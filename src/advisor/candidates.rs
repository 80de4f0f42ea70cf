use crate::models::{IndexIdentifier, Table};
use indexmap::IndexSet;
use itertools::Itertools;
use std::collections::BTreeMap;

/// The set of column tuples eligible to become indexes. Iteration order is
/// insertion order, which keeps candidate scans deterministic across rounds.
pub struct CandidateSet {
    idents: IndexSet<IndexIdentifier>,
}

impl CandidateSet {
    /// Seeds every combination (not permutation) of `1..=max_width`
    /// referenced columns drawn from a single table, each tuple in the
    /// table's declared column order. Identifiers already taken by a real
    /// index are excluded.
    pub fn seed(
        tables: &BTreeMap<String, Table>,
        max_width: usize,
        taken: impl Fn(&IndexIdentifier) -> bool,
    ) -> Self {
        let mut idents = IndexSet::new();
        for table in tables.values() {
            let referenced: Vec<_> = table.referenced_columns().collect();
            for width in 1..=max_width.min(referenced.len()) {
                for combo in referenced.iter().copied().combinations(width) {
                    let ident = IndexIdentifier::from_columns(&combo);
                    if !taken(&ident) {
                        idents.insert(ident);
                    }
                }
            }
        }
        Self { idents }
    }

    /// Appends each referenced column of the accepted tuple's table that the
    /// tuple does not already contain, producing width+1 extensions. This
    /// grows the search only along prefixes that already proved themselves.
    pub fn extend_prefix(
        &mut self,
        accepted: &IndexIdentifier,
        table: &Table,
        max_width: usize,
        taken: impl Fn(&IndexIdentifier) -> bool,
    ) {
        if accepted.width() >= max_width {
            return;
        }
        for col in table.referenced_columns() {
            if accepted.columns.iter().any(|c| *c == col.name) {
                continue;
            }
            let mut columns = accepted.columns.clone();
            columns.push(col.name.clone());
            let ident = IndexIdentifier::new(&accepted.table, columns);
            if !taken(&ident) {
                self.idents.insert(ident);
            }
        }
    }

    pub fn insert(&mut self, ident: IndexIdentifier) -> bool {
        self.idents.insert(ident)
    }

    /// Removes while preserving the iteration order of the remainder.
    pub fn remove(&mut self, ident: &IndexIdentifier) -> bool {
        self.idents.shift_remove(ident)
    }

    pub fn contains(&self, ident: &IndexIdentifier) -> bool {
        self.idents.contains(ident)
    }

    pub fn iter(&self) -> impl Iterator<Item = &IndexIdentifier> {
        self.idents.iter()
    }

    pub fn len(&self) -> usize {
        self.idents.len()
    }

    pub fn is_empty(&self) -> bool {
        self.idents.is_empty()
    }
}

**ACTIVITY:** Check every line of the listing above for the string "order", and give the number of lines that have it, nothing more.

**WRITTEN SOLUTION:** 4